2022-01-07 Thread Crystal Kolipe
On Fri, Jan 07, 2022 at 06:31:38PM +, Laura Smith wrote:
> > Is there any hardware handshaking on this serial connection?
> 
> Not AFAIK, vendor spec for connection is "serial port settings are 115200, 8 
> data bits, and no parity"
> I'm using a good old "Cisco-style" cable (serial at one end, RJ45 at the 
> other)

It probably does have hardware handshaking then, which is a good thing.

> Not AFAIK. I had vendor support guy on the line and I was screensharing. His 
> expectation was everything should be at 115200.

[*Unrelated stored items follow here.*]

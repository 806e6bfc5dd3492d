use thiserror::Error;

#[derive(Debug, Error)]
pub enum StoreError {
    #[error("HTTP error: {0}")]
    Http(#[from] reqwest::Error),

    #[error("unexpected HTTP status {status} from {url}")]
    UnexpectedStatus { status: u16, url: String },

    #[error("relay reported an error: {0}")]
    Relay(String),

    #[error("JSON deserialization error for {context}: {source}")]
    Deserialize {
        context: String,
        #[source]
        source: serde_json::Error,
    },

    #[error("JSON encoding error for {context}: {source}")]
    Encode {
        context: String,
        #[source]
        source: serde_json::Error,
    },

    #[error("no <pre> block in relayed page for {url}")]
    MissingPreBlock { url: String },

    #[error("product {product_id} has no usable card16x9 or logo image")]
    MissingImage { product_id: String },

    #[error("invalid URL \"{url}\": {reason}")]
    InvalidUrl { url: String, reason: String },
}

impl StoreError {
    /// Returns `true` when the upstream answered but the payload did not have
    /// the expected shape, as opposed to a transport or relay failure.
    #[must_use]
    pub fn is_shape_error(&self) -> bool {
        matches!(
            self,
            StoreError::Deserialize { .. }
                | StoreError::MissingPreBlock { .. }
                | StoreError::MissingImage { .. }
        )
    }
}
pub mod catalog;
pub mod error;
pub mod extract;
pub mod graphql;
pub mod product;
pub mod relay;
pub mod types;

pub use catalog::{build_http_client, EgsCatalog, ProductCatalog};
pub use error::StoreError;
pub use graphql::GraphqlClient;
pub use relay::RelayClient;
pub use types::ProductDetail;
//! GET /{locale}/p/{slug} — Open Graph preview of a storefront product page.

use axum::{
    extract::{Path, State},
    http::StatusCode,
    response::{Html, IntoResponse, Response},
    Extension,
};
use egspreview_core::PreviewInfo;
use egspreview_store::{ProductCatalog, StoreError};

use crate::middleware::RequestId;
use crate::render::render_preview;

use super::AppState;

pub(super) async fn get_store_preview<C: ProductCatalog>(
    State(state): State<AppState<C>>,
    Extension(req_id): Extension<RequestId>,
    Path((locale, slug)): Path<(String, String)>,
) -> Response {
    match resolve_preview(state.catalog.as_ref(), &locale, &slug).await {
        Ok(Some(info)) => Html(render_preview(&info)).into_response(),
        Ok(None) => {
            tracing::info!(request_id = %req_id.0, locale = %locale, slug = %slug, "no product mapped to store page");
            let placeholder = PreviewInfo::placeholder(&locale, &slug);
            (StatusCode::NOT_FOUND, Html(render_preview(&placeholder))).into_response()
        }
        Err(error) => {
            tracing::error!(
                request_id = %req_id.0,
                locale = %locale,
                slug = %slug,
                shape_error = error.is_shape_error(),
                error = %error,
                "store preview failed"
            );
            (StatusCode::INTERNAL_SERVER_ERROR, "Internal Server Error").into_response()
        }
    }
}

/// Slug lookup, then detail fetch, then field extraction. `Ok(None)` means
/// the page has no product mapping.
async fn resolve_preview<C: ProductCatalog>(
    catalog: &C,
    locale: &str,
    slug: &str,
) -> Result<Option<PreviewInfo>, StoreError> {
    let Some(product_id) = catalog.resolve_slug(locale, slug).await? else {
        return Ok(None);
    };

    let detail = catalog.fetch_product_detail(&product_id, locale).await?;
    let info = detail.into_preview(&product_id, locale, slug)?;
    tracing::debug!(locale, slug, product_id = %product_id, "store preview resolved");
    Ok(Some(info))
}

What serial interface are you using on the OpenBSD machine?  Is it a puc device 
by any chance?  It's possible that the serial port on your OpenBSD machine is 
actually running at 115200, even though you have it set to 9600.

I'm also wondering if it's possible that when the switch is reset, the serial 
line is going low for long enough to be recognised as a break and confusing 
misbehaviour that way.



Re: cu/screen non-functional on 115200 (9600 ok)

2022-01-07 Thread Crystal Kolipe
On Fri, Jan 07, 2022 at 06:01:39PM +, Laura Smith wrote:
> Hi
> 
> I'm having a really weird experience on a 6.9 box trying to connect to a 
> switch serial console.
> 
> If I run "cu -r" then I can see the switch (when the switch is running its 
> fine, I can interact with the CLI, but if the switch reboots, I just get 
> random characters)

So is it just during the boot sequence that you get noise, and then at some 
point you can access it again at 9600, or does rebooting it make it impossible 
to access again until you restart cu?

Is there any hardware handshaking on this serial connection?

Is the line noise actually always random characters or mostly ÿÿÿ ?

It sounds like the switch is simply using one baud rate during boot, and 
switching to 9600 afterwards.

However, I have noticed when using cu on a 115200 baud link with no 
handshaking, that when sending more than about 2 or 3 kilobytes of text 
continuously at maximum speed, (using the local ~> escape), that the cu session 
can freeze and only be recovered by exiting and restarting cu.  I also saw a 
kernel panic on one occasion, but was unable to reproduce it.

I had assumed that this was a bug in the USB serial driver, but I haven't 
investigated it further and it may be something else.